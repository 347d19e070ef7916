//! # OpenLRS RX
//!
//! OpenLRSng receiver running against a simulated RFM22B and transmitter.
//!
//! The receiver binds (or loads stored bind data), then hops in step with
//! the transmitter and logs decoded channels and link status.

use anyhow::{Context, Result};
use std::sync::atomic::{AtomicBool, Ordering};
use std::sync::Arc;
use tokio::time::{interval, Duration};
use tracing::{debug, info, warn};
use tracing_appender::non_blocking::WorkerGuard;
use tracing_subscriber::prelude::*;
use tracing_subscriber::{fmt, EnvFilter};

use openlrs_rx::config::{Config, LoggingConfig};
use openlrs_rx::driver::Driver;
use openlrs_rx::error::LinkError;
use openlrs_rx::openlrs::packet::ChannelFrame;
use openlrs_rx::platform::{ChannelConsumer, SystemClock, WatchdogFlag};
use openlrs_rx::sim::{SimulatedRfm22, SimulatedTransmitter};
use openlrs_rx::storage::{BindStore, FileBindStore};

/// Configuration file used when none is given on the command line
const DEFAULT_CONFIG_PATH: &str = "config/default.toml";

/// Period of the watchdog supervisor
const WATCHDOG_CHECK_MS: u64 = 1000;

/// Number of frames between channel log messages
const CHANNEL_LOG_EVERY: u64 = 500;

/// Consumer that logs decoded channels
#[derive(Debug, Default)]
struct LoggingConsumer {
    frames: u64,
}

impl ChannelConsumer for LoggingConsumer {
    fn update_channels(&mut self, frame: &ChannelFrame) {
        if self.frames % CHANNEL_LOG_EVERY == 0 {
            debug!("Frame {}: {:?}", self.frames, frame.channels());
        }
        self.frames += 1;
    }
}

/// Install console logging plus an optional daily log file
fn init_logging(config: &LoggingConfig) -> Option<WorkerGuard> {
    let filter = EnvFilter::try_from_default_env().unwrap_or_else(|_| EnvFilter::new(&config.level));

    let (file_layer, guard) = if config.dir.is_empty() {
        (None, None)
    } else {
        let appender = tracing_appender::rolling::daily(&config.dir, "openlrs-rx.log");
        let (writer, guard) = tracing_appender::non_blocking(appender);
        (Some(fmt::layer().with_writer(writer).with_ansi(false)), Some(guard))
    };

    tracing_subscriber::registry()
        .with(filter)
        .with(fmt::layer())
        .with(file_layer)
        .init();

    guard
}

/// Main entry point for the OpenLRS receiver
///
/// # Control Flow
///
/// 1. **Initialization**
///    - Load configuration (first argument or `config/default.toml`)
///    - Set up logging
///    - Create the simulated chip and transmitter, probe the chip
///
/// 2. **Run**
///    - Radio task: bind/setup, then the polling loop (blocking thread)
///    - Transmitter task: one packet per transmit interval
///    - Supervisor: checks the radio task's watchdog keep-alive
///
/// 3. **Graceful Shutdown**
///    - Ctrl+C sets the stop flag; tasks finish their current iteration
///
/// # Errors
///
/// Returns error if:
/// - The configuration cannot be loaded
/// - The transceiver is not an RFM22B
/// - The radio task fails
#[tokio::main]
async fn main() -> Result<()> {
    let config_path = std::env::args()
        .nth(1)
        .unwrap_or_else(|| DEFAULT_CONFIG_PATH.to_string());
    let config = Config::load(&config_path)
        .with_context(|| format!("Failed to load configuration from {}", config_path))?;

    let _log_guard = init_logging(&config.logging);
    info!("OpenLRS RX v{} starting...", env!("CARGO_PKG_VERSION"));

    let store = FileBindStore::new(&config.storage.bind_file);
    let stored = store.load().ok().flatten().filter(|params| params.is_valid());

    let chip = SimulatedRfm22::new();
    chip.set_rssi(config.simulator.rssi);
    let transmitter = match stored {
        Some(params) if !config.bind.force => {
            info!("Simulated transmitter reuses stored bind data");
            SimulatedTransmitter::new(chip.clone(), params).already_bound()
        }
        _ => SimulatedTransmitter::new(chip.clone(), config.simulator.session()),
    };
    let tx_period = Duration::from_micros(u64::from(transmitter.interval_us()));

    let watchdog = WatchdogFlag::new();
    let mut driver = Driver::init(
        chip.clone(),
        config.radio.gpio_direction,
        SystemClock::new(),
        watchdog.clone(),
        store,
    )?
    .with_status_log_interval(config.link.status_log_interval_ms);
    chip.attach_interrupt(driver.interrupt_handle());
    driver.register_consumer(Box::new(LoggingConsumer::default()))?;

    let stop = Arc::new(AtomicBool::new(false));

    let tx_stop = Arc::clone(&stop);
    let tx_task = tokio::spawn(async move {
        let mut transmitter = transmitter;
        let mut ticker = interval(tx_period);
        while !tx_stop.load(Ordering::Acquire) {
            ticker.tick().await;
            transmitter.tick();
        }
        transmitter.counters()
    });

    let wd_stop = Arc::clone(&stop);
    let supervisor = tokio::spawn(async move {
        let mut ticker = interval(Duration::from_millis(WATCHDOG_CHECK_MS));
        ticker.tick().await;
        while !wd_stop.load(Ordering::Acquire) {
            ticker.tick().await;
            if !watchdog.take() {
                warn!("Radio task missed its watchdog keep-alive");
            }
        }
    });

    let radio_stop = Arc::clone(&stop);
    let bind = config.bind.clone();
    let poll_interval_ms = config.link.poll_interval_ms;
    let mut radio_task = tokio::task::spawn_blocking(move || -> openlrs_rx::error::Result<()> {
        loop {
            match driver.setup(bind.force, bind.timeout_ms) {
                Ok(()) => break,
                Err(LinkError::NotBound) => {
                    if radio_stop.load(Ordering::Acquire) {
                        return Ok(());
                    }
                    warn!("No transmitter bound yet, waiting again");
                }
                Err(e) => return Err(e),
            }
        }
        driver.run(&radio_stop, poll_interval_ms)
    });

    info!("Press Ctrl+C to exit");

    let finished = tokio::select! {
        result = &mut radio_task => Some(result),
        _ = tokio::signal::ctrl_c() => {
            info!("Received Ctrl+C, shutting down...");
            None
        }
    };

    stop.store(true, Ordering::Release);
    let radio_result = match finished {
        Some(result) => result,
        None => radio_task.await,
    };

    let (sent, heard) = tx_task.await?;
    supervisor.await?;
    info!("Transmitter sent {} packets, receiver accepted {}", sent, heard);

    radio_result.context("Radio task panicked")??;
    Ok(())
}
#[cfg(test)]
mod tests {
    use super::*;
    use crate::openlrs::protocol::*;
    use crate::platform::ManualClock;
    use crate::rfm22::regs::*;
    use crate::rfm22::GpioDirection;
    use crate::sim::{AirPacket, SimulatedRfm22};

    struct Rig {
        chip: SimulatedRfm22,
        radio: Rfm22<SimulatedRfm22>,
        clock: ManualClock,
        link: LinkStateMachine,
    }

    fn session() -> SessionParameters {
        let mut params = SessionParameters {
            modem_params: 1,
            flags: CHANNELS_8,
            rf_magic: 0x1234_5678,
            ..SessionParameters::default()
        };
        params.hopchannel = [0; MAXHOPS];
        params.hopchannel[..3].copy_from_slice(&[3, 17, 42]);
        params
    }

    fn rig() -> Rig {
        let chip = SimulatedRfm22::new();
        let mode = ModeCell::new();
        chip.attach_interrupt(mode.interrupt_handle());
        let mut radio = Rfm22::new(chip.clone(), GpioDirection::default());
        let clock = ManualClock::new();
        let mut link = LinkStateMachine::new(session(), mode);
        link.start(&mut radio, &clock);

        Rig {
            chip,
            radio,
            clock,
            link,
        }
    }

    impl Rig {
        fn send(&self, channels: &[i16]) -> bool {
            self.chip.deliver(AirPacket::channel_data(
                self.link.session(),
                self.link.hop(),
                channels,
            ))
        }

        fn poll(&mut self) -> PollReport {
            self.link.poll(&mut self.radio, &self.clock)
        }
    }

    #[test]
    fn test_interval_cached_for_session() {
        let rig = rig();
        assert_eq!(rig.link.interval_us(), 25_000);
        assert_eq!(rig.link.state().hop_count, 3);
    }

    #[test]
    fn test_start_listens_on_first_hop() {
        let rig = rig();
        assert_eq!(rig.link.mode(), RadioMode::Receiving);
        assert_eq!(rig.chip.register(FREQUENCY_HOPPING_CHANNEL_SELECT), 3);
        assert_eq!(rig.chip.register(CHECK_HEADER0), 0x78);
        assert_eq!(rig.chip.register(OP_AND_FUNC_CTRL1), PWRSTATE_RX);
        assert!(!rig.link.state().link_acquired);
    }

    #[test]
    fn test_received_packet_is_decoded() {
        let mut rig = rig();
        let channels = [100, 200, 300, 400, 500, 600, 700, 1023];
        rig.chip.set_afc(0x155);
        assert!(rig.send(&channels));
        assert_eq!(rig.link.mode(), RadioMode::Received);

        let report = rig.poll();

        assert!(report.received);
        assert!(report.hopped);
        let frame = report.frame.expect("channel frame");
        assert_eq!(frame.channels(), &channels);
        assert_eq!(rig.link.mode(), RadioMode::Receiving);
        assert_eq!(rig.link.hop().index(), 1);
        assert_eq!(rig.chip.register(FREQUENCY_HOPPING_CHANNEL_SELECT), 17);
        let status = rig.link.status();
        assert!(status.link_acquired);
        assert_eq!(status.link_quality, 1);
        assert_eq!(status.last_afc, 0x155);
        assert_eq!(status.packets_received, 1);
    }

    #[test]
    fn test_non_channel_packet_not_forwarded() {
        let mut rig = rig();
        let mut header = rig.link.session().rf_magic.to_be_bytes();
        header[3] = rig.link.hop().header_byte();
        let mut payload = vec![0u8; 11];
        payload[0] = 0x38;
        assert!(rig.chip.deliver(AirPacket {
            channel: 3,
            header,
            payload,
        }));

        let report = rig.poll();

        assert!(report.received);
        assert!(report.frame.is_none());
        assert!(rig.link.state().link_acquired);
    }

    #[test]
    fn test_packet_for_other_hop_is_filtered() {
        let rig = rig();
        let mut other = session();
        other.rf_magic = 0x1234_5679;
        let mut hop = HopSequencer::new(&other);
        assert!(!rig.chip.deliver(AirPacket::channel_data(&other, &hop, &[0; 8])));
        hop.advance();
        assert!(!rig.chip.deliver(AirPacket::channel_data(&session(), &hop, &[0; 8])));
    }

    #[test]
    fn test_two_missed_deadlines_no_resync() {
        let mut rig = rig();
        rig.send(&[512; 8]);
        rig.poll();
        let t0 = rig.link.state().last_packet_us;
        let interval = rig.link.interval_us();

        rig.clock.advance_us(u64::from(interval + 1001));
        let report = rig.poll();
        assert!(report.lost);
        assert!(report.hopped);
        assert_eq!(rig.link.state().lost_packets, 1);
        assert_eq!(rig.link.state().last_packet_us, t0 + interval);

        rig.clock.advance_us(u64::from(interval + 1));
        let report = rig.poll();
        assert!(report.lost);
        assert!(!report.resync);
        assert_eq!(rig.link.state().lost_packets, 2);
        assert_eq!(rig.link.state().link_quality, 0b100);
        assert_eq!(rig.link.hop().index(), 0);
    }

    #[test]
    fn test_no_loss_before_grace_period() {
        let mut rig = rig();
        rig.send(&[512; 8]);
        rig.poll();
        let interval = rig.link.interval_us();

        rig.clock.advance_us(u64::from(interval + 1000));
        let report = rig.poll();
        assert!(!report.lost);
        assert!(!report.hopped);
    }

    #[test]
    fn test_resync_after_full_hop_cycle() {
        let mut rig = rig();
        rig.send(&[512; 8]);
        rig.poll();
        let interval = rig.link.interval_us();

        for _ in 0..3 {
            rig.clock.advance_us(u64::from(interval + 1001));
            assert!(rig.poll().lost);
        }
        assert_eq!(rig.link.state().lost_packets, 3);

        // lost == hop_count: no more loss counting, wait for a full cycle
        let baseline = rig.link.state().last_packet_us;
        let now = rig.clock.micros();
        let wait = baseline.wrapping_add(3 * interval).wrapping_sub(now);
        rig.clock.advance_us(u64::from(wait));
        let report = rig.poll();
        assert!(!report.resync);
        assert!(!report.lost);

        rig.clock.advance_us(1);
        let report = rig.poll();
        assert!(report.resync);
        assert!(report.hopped);
        assert_eq!(rig.link.state().link_quality, 0);
        assert_eq!(rig.link.state().smoothed_rssi, 0);
        assert_eq!(rig.link.state().last_packet_us, rig.clock.micros());
        assert_eq!(rig.link.state().lost_packets, 3);
    }

    #[test]
    fn test_reacquire_after_resync() {
        let mut rig = rig();
        rig.send(&[512; 8]);
        rig.poll();
        let interval = rig.link.interval_us();
        for _ in 0..3 {
            rig.clock.advance_us(u64::from(interval + 1001));
            rig.poll();
        }
        rig.clock.advance_us(u64::from(3 * interval + 1));
        assert!(rig.poll().resync);

        assert!(rig.send(&[512; 8]));
        let report = rig.poll();
        assert!(report.received);
        assert_eq!(rig.link.state().lost_packets, 0);
        assert_eq!(rig.link.state().link_quality, 1);
    }

    #[test]
    fn test_slow_scan_before_acquisition() {
        let mut rig = rig();
        let interval = rig.link.interval_us();

        rig.clock.advance_us(u64::from(3 * interval));
        let report = rig.poll();
        assert!(!report.hopped);

        rig.clock.advance_us(1);
        let report = rig.poll();
        assert!(report.hopped);
        assert!(!report.lost);
        assert_eq!(rig.link.hop().index(), 1);
        assert_eq!(rig.link.state().lost_packets, 0);
        assert!(!rig.link.state().link_acquired);
    }

    #[test]
    fn test_rssi_sampled_once_per_packet() {
        let mut rig = rig();
        rig.chip.set_rssi(100);
        let interval = rig.link.interval_us();

        for _ in 0..9 {
            assert!(rig.send(&[512; 8]));
            rig.poll();
            rig.clock.advance_us(u64::from(interval - 1000));
            rig.poll();
            rig.poll();
        }

        assert_eq!(rig.link.state().smoothed_rssi, 25);
        assert_eq!(rig.link.state().last_rssi, 100);
        assert_eq!(rig.link.state().rssi_count, 0);
    }

    #[test]
    fn test_rssi_not_sampled_early() {
        let mut rig = rig();
        rig.chip.set_rssi(100);
        rig.send(&[512; 8]);
        rig.poll();

        rig.clock.advance_us(u64::from(rig.link.interval_us() - 1500));
        rig.poll();
        assert_eq!(rig.link.state().rssi_count, 0);

        rig.clock.advance_us(1);
        rig.poll();
        assert_eq!(rig.link.state().rssi_count, 1);
    }

    #[test]
    fn test_hang_recovery() {
        let mut rig = rig();
        rig.send(&[512; 8]);
        rig.poll();
        rig.chip.inject_hang();

        let report = rig.poll();

        assert!(report.recovered_hang);
        assert_ne!(rig.chip.register(HANG_CHECK), 0);
        assert_eq!(rig.link.mode(), RadioMode::Receiving);
        assert_eq!(rig.chip.register(FREQUENCY_HOPPING_CHANNEL_SELECT), 17);
        assert!(rig.send(&[512; 8]));
    }

    #[test]
    fn test_empty_hop_list_does_not_panic() {
        let chip = SimulatedRfm22::new();
        let mut radio = Rfm22::new(chip.clone(), GpioDirection::default());
        let clock = ManualClock::new();
        let mut params = session();
        params.hopchannel = [0; MAXHOPS];
        let mut link = LinkStateMachine::new(params, ModeCell::new());
        link.start(&mut radio, &clock);

        for _ in 0..5 {
            clock.advance_ms(1);
            link.poll(&mut radio, &clock);
        }
        assert_eq!(link.hop().index(), 0);
    }
}
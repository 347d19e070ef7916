//! # Receiver Driver
//!
//! Ties the transceiver, binding and link state machine into the single
//! polling task that forwards channel data to a consumer.

use std::sync::atomic::{AtomicBool, Ordering};
use tracing::{debug, info, warn};

use crate::error::{LinkError, Result};
use crate::link::{bind_receive, BindOutcome, InterruptHandle, LinkStateMachine, LinkStatus, ModeCell, PollReport};
use crate::openlrs::bind_data::SessionParameters;
use crate::openlrs::protocol::{format_version, OPENLRSNG_VERSION};
use crate::platform::{ChannelConsumer, Clock, Watchdog};
use crate::rfm22::transport::RegisterTransport;
use crate::rfm22::{GpioDirection, Rfm22};
use crate::storage::BindStore;

/// Default interval between link status log lines (ms)
pub const DEFAULT_STATUS_LOG_INTERVAL_MS: u32 = 5000;

/// OpenLRS receiver driver
pub struct Driver<T, C, W, S> {
    radio: Rfm22<T>,
    clock: C,
    watchdog: W,
    store: S,
    mode: ModeCell,
    params: Option<SessionParameters>,
    link: Option<LinkStateMachine>,
    consumer: Option<Box<dyn ChannelConsumer + Send>>,
    status_log_interval_ms: u32,
    last_status_ms: u32,
}

impl<T, C, W, S> Driver<T, C, W, S>
where
    T: RegisterTransport,
    C: Clock,
    W: Watchdog,
    S: BindStore,
{
    /// Probe the transceiver and load stored session parameters
    ///
    /// # Arguments
    ///
    /// * `transport` - Register transport to the RFM22B
    /// * `gpio_direction` - Antenna switch wiring
    /// * `clock` - Time source of the polling task
    /// * `watchdog` - Keep-alive serviced by the polling task
    /// * `store` - Persistent bind storage
    ///
    /// # Returns
    ///
    /// * `Result<Driver>` - Driver ready for [`Driver::setup`]
    ///
    /// # Errors
    ///
    /// Returns `DeviceNotFound` if no RFM22B answers. An unreadable store
    /// is logged and treated as empty.
    pub fn init(transport: T, gpio_direction: GpioDirection, clock: C, watchdog: W, store: S) -> Result<Self> {
        let mut radio = Rfm22::new(transport, gpio_direction);
        radio.probe()?;

        let params = match store.load() {
            Ok(params) => params,
            Err(e) => {
                warn!("Could not load bind data: {}", e);
                None
            }
        };

        Ok(Self {
            radio,
            clock,
            watchdog,
            store,
            mode: ModeCell::new(),
            params,
            link: None,
            consumer: None,
            status_log_interval_ms: DEFAULT_STATUS_LOG_INTERVAL_MS,
            last_status_ms: 0,
        })
    }

    /// Set how often the link status is logged
    pub fn with_status_log_interval(mut self, interval_ms: u32) -> Self {
        self.status_log_interval_ms = interval_ms;
        self
    }

    /// Handle for the transceiver's interrupt line
    pub fn interrupt_handle(&self) -> InterruptHandle {
        self.mode.interrupt_handle()
    }

    /// Attach the channel data consumer
    ///
    /// # Errors
    ///
    /// Returns `ConsumerAlreadyRegistered` if one is attached already; the
    /// existing registration is kept.
    pub fn register_consumer(&mut self, consumer: Box<dyn ChannelConsumer + Send>) -> Result<()> {
        if self.consumer.is_some() {
            return Err(LinkError::ConsumerAlreadyRegistered);
        }
        self.consumer = Some(consumer);
        Ok(())
    }

    /// Current session parameters, if any
    pub fn session(&self) -> Option<&SessionParameters> {
        self.params.as_ref()
    }

    /// Link health, once the link is running
    pub fn status(&self) -> Option<LinkStatus> {
        self.link.as_ref().map(LinkStateMachine::status)
    }

    /// Bind if needed, then start listening in normal mode
    ///
    /// Binding happens when `force_bind` is set or no valid parameters are
    /// stored. A bind timeout falls back to valid stored parameters.
    ///
    /// # Arguments
    ///
    /// * `force_bind` - Bind even if valid parameters are stored
    /// * `bind_timeout_ms` - Bind wait; 0 waits forever
    ///
    /// # Errors
    ///
    /// Returns `NotBound` if no valid parameters are available afterwards
    pub fn setup(&mut self, force_bind: bool, bind_timeout_ms: u32) -> Result<()> {
        info!(
            "OpenLRSng RX setup starting (protocol {}, bind: {})",
            format_version(OPENLRSNG_VERSION),
            force_bind
        );

        let stored_valid = match self.params.as_ref().map(SessionParameters::validate) {
            Some(Ok(())) => true,
            Some(Err(e)) => {
                warn!("Stored bind data rejected: {}", e);
                false
            }
            None => false,
        };

        if force_bind || !stored_valid {
            match self.bind(bind_timeout_ms)? {
                BindOutcome::Bound(params) => self.params = Some(params),
                BindOutcome::TimedOut if stored_valid => {
                    info!("Bind timed out, using stored bind data");
                }
                BindOutcome::TimedOut => return Err(LinkError::NotBound),
            }
        }

        self.start_link()
    }

    /// Bind again at runtime and restart the link
    ///
    /// On timeout the previous session, if any, is resumed.
    ///
    /// # Errors
    ///
    /// Returns error if the store or transport seams fail
    pub fn rebind(&mut self, bind_timeout_ms: u32) -> Result<BindOutcome> {
        let outcome = self.bind(bind_timeout_ms)?;

        match outcome {
            BindOutcome::Bound(params) => {
                self.params = Some(params);
                self.start_link()?;
            }
            BindOutcome::TimedOut if self.params.is_some() => self.start_link()?,
            BindOutcome::TimedOut => self.link = None,
        }

        Ok(outcome)
    }

    fn bind(&mut self, timeout_ms: u32) -> Result<BindOutcome> {
        bind_receive(
            &mut self.radio,
            &self.mode,
            &self.clock,
            &self.watchdog,
            &mut self.store,
            timeout_ms,
        )
    }

    fn start_link(&mut self) -> Result<()> {
        let params = self.params.ok_or(LinkError::NotBound)?;
        params.validate()?;

        let mut link = LinkStateMachine::new(params, self.mode.clone());
        link.start(&mut self.radio, &self.clock);
        self.link = Some(link);
        self.last_status_ms = self.clock.millis();

        info!("OpenLRSng RX setup complete");
        Ok(())
    }

    /// One iteration of the polling task
    ///
    /// # Returns
    ///
    /// * `Ok(PollReport)` - Events of this cycle
    ///
    /// # Errors
    ///
    /// Returns `NotBound` if [`Driver::setup`] has not succeeded
    pub fn poll_once(&mut self) -> Result<PollReport> {
        self.watchdog.keep_alive();

        let link = self.link.as_mut().ok_or(LinkError::NotBound)?;
        let report = link.poll(&mut self.radio, &self.clock);

        if let (Some(frame), Some(consumer)) = (&report.frame, self.consumer.as_mut()) {
            consumer.update_channels(frame);
        }
        if report.recovered_hang {
            debug!("Transceiver recovered, IRQs so far: {}", self.mode.irq_count());
        }

        let now_ms = self.clock.millis();
        if now_ms.wrapping_sub(self.last_status_ms) >= self.status_log_interval_ms {
            info!("{}", link.status());
            self.last_status_ms = now_ms;
        }

        Ok(report)
    }

    /// Poll until `stop` is set, sleeping `poll_interval_ms` between cycles
    ///
    /// # Errors
    ///
    /// Returns `NotBound` if [`Driver::setup`] has not succeeded
    pub fn run(&mut self, stop: &AtomicBool, poll_interval_ms: u32) -> Result<()> {
        info!("Receiver loop running ({} ms poll)", poll_interval_ms);

        while !stop.load(Ordering::Acquire) {
            self.poll_once()?;
            self.clock.sleep_ms(poll_interval_ms);
        }

        info!("Receiver loop stopped");
        Ok(())
    }
}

○ ○ ○

Your assignment: Only the lines from the beginning of the data above through the line containing "fn init_logging(config: &LoggingConfig)" should be repeated, exactly as they appear.

The answer:
repository 347d19e070ef7916
//! # OpenLRS RX
//!
//! OpenLRSng receiver running against a simulated RFM22B and transmitter.
//!
//! The receiver binds (or loads stored bind data), then hops in step with
//! the transmitter and logs decoded channels and link status.

use anyhow::{Context, Result};
use std::sync::atomic::{AtomicBool, Ordering};
use std::sync::Arc;
use tokio::time::{interval, Duration};
use tracing::{debug, info, warn};
use tracing_appender::non_blocking::WorkerGuard;
use tracing_subscriber::prelude::*;
use tracing_subscriber::{fmt, EnvFilter};

use openlrs_rx::config::{Config, LoggingConfig};
use openlrs_rx::driver::Driver;
use openlrs_rx::error::LinkError;
use openlrs_rx::openlrs::packet::ChannelFrame;
use openlrs_rx::platform::{ChannelConsumer, SystemClock, WatchdogFlag};
use openlrs_rx::sim::{SimulatedRfm22, SimulatedTransmitter};
use openlrs_rx::storage::{BindStore, FileBindStore};

/// Configuration file used when none is given on the command line
const DEFAULT_CONFIG_PATH: &str = "config/default.toml";

/// Period of the watchdog supervisor
const WATCHDOG_CHECK_MS: u64 = 1000;

/// Number of frames between channel log messages
const CHANNEL_LOG_EVERY: u64 = 500;

/// Consumer that logs decoded channels
#[derive(Debug, Default)]
struct LoggingConsumer {
    frames: u64,
}

impl ChannelConsumer for LoggingConsumer {
    fn update_channels(&mut self, frame: &ChannelFrame) {
        if self.frames % CHANNEL_LOG_EVERY == 0 {
            debug!("Frame {}: {:?}", self.frames, frame.channels());
        }
        self.frames += 1;
    }
}

/// Install console logging plus an optional daily log file
fn init_logging(config: &LoggingConfig) -> Option<WorkerGuard> {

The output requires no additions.